Afin de préparer les médecins à ces scénarios, j’ai créé des études de cas pour les modules sur le professionnalisme à l’intention du corps professoral de Memorial. L’une de ces études de cas s’inspirait d’une situation dont on m’a informé, où une personne racisée en résidence sous la tutelle d’un médecin blanc avait été victime de racisme de la part d’un patient, situation délicate à gérer pour le médecin superviseur. En tant que médecin et patron, il faut prendre soin non seulement de la patientèle, mais aussi de l’ensemble de l’équipe dont on a la charge.

Dans cette situation, il est important d’écouter attentivement la médecin résidente ou le médecin résident, de lui demander ce dont elle ou il a besoin dans l’immédiat et de lui donner un petit moment de répit s’il lui faut une pause. Dans certains cas, il se peut qu’une ou un autre médecin doive prendre sa place temporairement.

On voit une certaine pression pour une planification plus intégrée des ressources humaines de la santé à l’échelle nationale. Quelle est, ou quelle devrait être, la place de la diversité dans tout cela?

Voici un exemple qui montre à quel point la diversité peut s’avérer essentielle en matière de main-d’œuvre. En partie à cause du racisme de longue date dans les soins de santé, beaucoup de personnes noires en Ontario hésitaient à se faire vacciner contre la COVID-19; la pandémie les a donc frappées plus fort. Les prestataires de soins noirs ont compris qu’il fallait informer la communauté sur l’importance du vaccin dans des espaces respectueux de la culture. Ils ont alors créé une initiative de vaccination axée sur la santé des personnes noires, laquelle a entraîné une forte hausse de la vaccination et contribué à la prévention de la COVID-19 et de la COVID-19 de longue durée. 

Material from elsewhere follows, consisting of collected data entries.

use base64::Engine;
use rubato::{FastFixedIn, PolynomialDegree, Resampler};

// Define standard sample rates for clarity and consistency
pub const OPENAI_SPEECH_PCM16_SAMPLE_RATE: f64 = 24000.0;
pub const OPENAI_REALTIME_API_PCM16_SAMPLE_RATE: f64 = 24000.0;
pub const TWILIO_MULAW_SAMPLE_RATE: f64 = 8000.0;

/// 20 ms of 8 kHz mu-law audio, the frame size Twilio itself sends.
pub const TWILIO_FRAME_BYTES: usize = 160;

const RESAMPLE_CHUNK_SIZE: usize = 1024;
const MULAW_BIAS: i32 = 0x84;
const MULAW_CLIP: i32 = 32635;

/// Creates a resampler to convert between audio sample rates.
pub fn create_resampler(
    in_sampling_rate: f64,
    out_sampling_rate: f64,
    chunk_size: usize,
) -> anyhow::Result<FastFixedIn<f32>> {
    let resampler = FastFixedIn::<f32>::new(
        out_sampling_rate / in_sampling_rate,
        1.0,                     // No cutoff frequency, pass all frequencies
        PolynomialDegree::Cubic, // Cubic interpolation for quality
        chunk_size,
        1, // 1 channel (mono)
    )?;
    Ok(resampler)
}

/// Resamples a whole mono clip from `in_rate` to `out_rate`.
pub fn resample(samples: &[f32], in_rate: f64, out_rate: f64) -> anyhow::Result<Vec<f32>> {
    if samples.is_empty() || in_rate == out_rate {
        return Ok(samples.to_vec());
    }

    let mut resampler = create_resampler(in_rate, out_rate, RESAMPLE_CHUNK_SIZE)?;
    let expected_len = (samples.len() as f64 * out_rate / in_rate).ceil() as usize;
    let mut output = Vec::with_capacity(expected_len + RESAMPLE_CHUNK_SIZE);

    let mut position = 0;
    while samples.len() - position >= resampler.input_frames_next() {
        let needed = resampler.input_frames_next();
        let input = [&samples[position..position + needed]];
        let processed = resampler.process(&input[..], None)?;
        output.extend_from_slice(&processed[0]);
        position += needed;
    }
    if position < samples.len() {
        let input = [&samples[position..]];
        let processed = resampler.process_partial(Some(&input[..]), None)?;
        output.extend_from_slice(&processed[0]);
    }

    Ok(output)
}

/// A resampler for audio that arrives in arbitrarily sized pieces.
///
/// Input is buffered until the resampler has a full chunk, so no padding is
/// ever inserted between pieces.
pub struct StreamResampler {
    resampler: FastFixedIn<f32>,
    pending: Vec<f32>,
}

impl StreamResampler {
    pub fn new(in_rate: f64, out_rate: f64, chunk_size: usize) -> anyhow::Result<Self> {
        Ok(Self {
            resampler: create_resampler(in_rate, out_rate, chunk_size)?,
            pending: Vec::with_capacity(chunk_size * 2),
        })
    }

    /// Feeds samples in and returns whatever output full chunks produced.
    pub fn push(&mut self, samples: &[f32]) -> anyhow::Result<Vec<f32>> {
        self.pending.extend_from_slice(samples);
        let mut output = Vec::new();
        loop {
            let needed = self.resampler.input_frames_next();
            if self.pending.len() < needed {
                break;
            }
            let chunk: Vec<f32> = self.pending.drain(..needed).collect();
            let processed = self.resampler.process(&[chunk], None)?;
            output.extend_from_slice(&processed[0]);
        }
        Ok(output)
    }
}

/// Interprets little-endian bytes as PCM16 samples. A trailing odd byte is dropped.
pub fn decode_pcm16_le(bytes: &[u8]) -> Vec<i16> {
    bytes
        .chunks_exact(2)
        .map(|chunk| i16::from_le_bytes([chunk[0], chunk[1]]))
        .collect()
}

/// Converts a slice of f32 samples to a vector of i16 samples.
pub fn convert_f32_to_i16(pcm32: &[f32]) -> Vec<i16> {
    pcm32
        .iter()
        .map(|&sample| (sample * i16::MAX as f32).clamp(i16::MIN as f32, i16::MAX as f32) as i16)
        .collect()
}

/// Converts a slice of i16 samples to a vector of f32 samples.
pub fn convert_i16_to_f32(pcm16: &[i16]) -> Vec<f32> {
    pcm16
        .iter()
        .map(|&sample| sample as f32 / 32768.0)
        .collect()
}

/// Encodes one linear PCM16 sample as G.711 mu-law.
pub fn linear_to_mulaw(sample: i16) -> u8 {
    let mut pcm = sample as i32;
    let sign: u8 = if pcm < 0 {
        pcm = -pcm;
        0x80
    } else {
        0
    };
    pcm = pcm.min(MULAW_CLIP) + MULAW_BIAS;

    let mut exponent: u8 = 7;
    let mut mask = 0x4000;
    while exponent > 0 && (pcm & mask) == 0 {
        exponent -= 1;
        mask >>= 1;
    }
    let mantissa = ((pcm >> (exponent + 3)) & 0x0F) as u8;
    !(sign | (exponent << 4) | mantissa)
}

/// Decodes one G.711 mu-law byte to linear PCM16.
pub fn mulaw_to_linear(byte: u8) -> i16 {
    let inverted = !byte;
    let exponent = (inverted >> 4) & 0x07;
    let mantissa = (inverted & 0x0F) as i32;
    let magnitude = (((mantissa << 3) + MULAW_BIAS) << exponent) - MULAW_BIAS;
    if inverted & 0x80 != 0 {
        -magnitude as i16
    } else {
        magnitude as i16
    }
}

/// Decodes a buffer of mu-law bytes to linear PCM16.
pub fn decode_mulaw(mulaw: &[u8]) -> Vec<i16> {
    mulaw.iter().map(|&byte| mulaw_to_linear(byte)).collect()
}

/// Encodes PCM16 samples as base64 little-endian bytes.
pub fn encode_i16(pcm16: &[i16]) -> String {
    let pcm16_bytes: Vec<u8> = pcm16
        .iter()
        .flat_map(|&sample| sample.to_le_bytes())
        .collect();
    base64::engine::general_purpose::STANDARD.encode(&pcm16_bytes)
}

/// Turns synthesized PCM16 (little-endian bytes at `in_rate`) into 8 kHz mu-law.
pub fn pcm16_to_twilio_mulaw(pcm16_bytes: &[u8], in_rate: f64) -> anyhow::Result<Vec<u8>> {
    let pcm32 = convert_i16_to_f32(&decode_pcm16_le(pcm16_bytes));
    let resampled = resample(&pcm32, in_rate, TWILIO_MULAW_SAMPLE_RATE)?;
    Ok(convert_f32_to_i16(&resampled)
        .into_iter()
        .map(linear_to_mulaw)
        .collect())
}

/// Splits mu-law audio into base64 payloads for Twilio `media` messages.
pub fn encode_mulaw_frames(mulaw: &[u8]) -> Vec<String> {
    mulaw
        .chunks(TWILIO_FRAME_BYTES)
        .map(|frame| base64::engine::general_purpose::STANDARD.encode(frame))
        .collect()
}

/// Decodes a Twilio `media` payload into raw mu-law bytes.
pub fn decode_payload(payload: &str) -> anyhow::Result<Vec<u8>> {
    Ok(base64::engine::general_purpose::STANDARD.decode(payload)?)
}

#[cfg(test)]
mod tests {
    use super::*;
    use approx::assert_abs_diff_eq;

    #[test]
    fn test_create_resampler() {
        assert!(create_resampler(24000.0, 8000.0, 1024).is_ok());
        assert!(create_resampler(8000.0, 8000.0, 1024).is_ok());
        assert!(create_resampler(8000.0, 24000.0, 1024).is_ok());
    }

    #[test]
    fn test_resample_downsamples_to_a_third() {
        let one_second: Vec<f32> = (0..24000)
            .map(|i| (i as f32 * 440.0 * 2.0 * std::f32::consts::PI / 24000.0).sin() * 0.5)
            .collect();
        let resampled =
            resample(&one_second, OPENAI_SPEECH_PCM16_SAMPLE_RATE, TWILIO_MULAW_SAMPLE_RATE)
                .unwrap();

        // Partial-chunk flushing may pad the tail by up to one chunk.
        assert!(resampled.len() >= 7900, "got {}", resampled.len());
        assert!(resampled.len() <= 8000 + RESAMPLE_CHUNK_SIZE, "got {}", resampled.len());
        assert!(resampled.iter().all(|s| s.abs() <= 1.0));
    }

    #[test]
    fn test_resample_passthrough() {
        let samples = vec![0.1f32, -0.2, 0.3];
        assert_eq!(resample(&samples, 8000.0, 8000.0).unwrap(), samples);
        assert!(resample(&[], 24000.0, 8000.0).unwrap().is_empty());
    }

    #[test]
    fn test_stream_resampler_buffers_small_pieces() {
        let mut resampler =
            StreamResampler::new(TWILIO_MULAW_SAMPLE_RATE, OPENAI_REALTIME_API_PCM16_SAMPLE_RATE, 160)
                .unwrap();

        // Half a chunk produces nothing yet.
        assert!(resampler.push(&[0.0; 80]).unwrap().is_empty());

        let mut total = 0;
        for _ in 0..9 {
            total += resampler.push(&[0.25; 80]).unwrap().len();
        }
        // Five full chunks of 160 at 3x.
        assert!((2300..=2500).contains(&total), "got {}", total);
    }

    #[test]
    fn test_encode_i16() {
        let encoded = encode_i16(&[256, -256, 0]);
        let bytes = decode_payload(&encoded).unwrap();
        assert_eq!(decode_pcm16_le(&bytes), vec![256, -256, 0]);
        assert_eq!(encode_i16(&[]), "");
    }

    #[test]
    fn test_decode_mulaw() {
        assert_eq!(decode_mulaw(&[0xFF, 0x80, 0x00]), vec![0, 32124, -32124]);
    }

    #[test]
    fn test_decode_pcm16_le() {
        assert_eq!(decode_pcm16_le(&[0x00, 0x40, 0x00, 0x80]), vec![16384, -32768]);
        assert_eq!(decode_pcm16_le(&[0x01]), Vec::<i16>::new());
    }

    #[test]
    fn test_convert_f32_to_i16() {
        let result = convert_f32_to_i16(&[1.0, -1.0, 0.0, 2.0, -2.0]);
        assert_eq!(result, vec![i16::MAX, -32767, 0, i16::MAX, i16::MIN]);
    }

    #[test]
    fn test_convert_i16_to_f32() {
        let result = convert_i16_to_f32(&[16384, 0, i16::MIN]);
        assert_abs_diff_eq!(result[0], 0.5, epsilon = 0.0001);
        assert_abs_diff_eq!(result[1], 0.0, epsilon = 0.0001);
        assert_abs_diff_eq!(result[2], -1.0, epsilon = 0.0001);
    }

    #[test]
    fn test_mulaw_reference_points() {
        assert_eq!(linear_to_mulaw(0), 0xFF);
        assert_eq!(linear_to_mulaw(i16::MAX), 0x80);
        assert_eq!(linear_to_mulaw(i16::MIN), 0x00);

        assert_eq!(mulaw_to_linear(0xFF), 0);
        assert_eq!(mulaw_to_linear(0x80), 32124);
        assert_eq!(mulaw_to_linear(0x00), -32124);
    }

    #[test]
    fn test_mulaw_quantization_error_is_bounded() {
        for sample in (-32000i16..=32000).step_by(97) {
            let decoded = mulaw_to_linear(linear_to_mulaw(sample));
            let error = (decoded as i32 - sample as i32).abs();
            // Step size doubles per segment; the top segment quantizes in 256s.
            let allowed = (sample as i32).abs() / 16 + 16;
            assert!(error <= allowed, "{} decoded as {}", sample, decoded);
            assert_eq!(decoded.signum(), sample.signum() * (decoded != 0) as i16);
        }
    }

    #[test]
    fn test_mulaw_is_monotonic() {
        let mut previous = mulaw_to_linear(linear_to_mulaw(i16::MIN));
        for sample in (i16::MIN..=i16::MAX).step_by(64) {
            let decoded = mulaw_to_linear(linear_to_mulaw(sample));
            assert!(decoded >= previous, "{} decoded below its predecessor", sample);
            previous = decoded;
        }
    }

    #[test]
    fn test_pcm16_to_twilio_mulaw_silence() {
        let silence = vec![0u8; 24000 * 2 / 10]; // 100 ms at 24 kHz
        let mulaw = pcm16_to_twilio_mulaw(&silence, OPENAI_SPEECH_PCM16_SAMPLE_RATE).unwrap();
        assert!(mulaw.len() >= 790);
        assert!(mulaw.iter().all(|&b| b == 0xFF));
    }

    #[test]
    fn test_encode_mulaw_frames() {
        let mulaw = vec![0xFFu8; TWILIO_FRAME_BYTES * 2 + 10];
        let frames = encode_mulaw_frames(&mulaw);
        assert_eq!(frames.len(), 3);
        assert_eq!(decode_payload(&frames[0]).unwrap().len(), TWILIO_FRAME_BYTES);
        assert_eq!(decode_payload(&frames[2]).unwrap().len(), 10);
        assert!(encode_mulaw_frames(&[]).is_empty());
    }

    #[test]
    fn test_decode_payload_rejects_garbage() {
        assert!(decode_payload("invalid_base64!").is_err());
        assert_eq!(decode_payload("").unwrap(), Vec::<u8>::new());
    }
}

Les groupes de direction bénéficient non seulement de la diversité des identités de leurs membres, mais aussi de la diversité des idées. Tout le monde a ses biais, mais en incluant des perspectives variées, y compris celles de groupes qui ont longtemps été exclus, on obtient des conversations plus riches et nuancées. C’était d’ailleurs le thème central d’une conférence TEDx que j’ai donnée il y a quelques années. C’est lorsqu’on donne intentionnellement la parole aux personnes sous-représentées que l’on trouve les meilleures solutions à chaque problème.

La transcription de l’entrevue a été retouchée pour plus de clarté.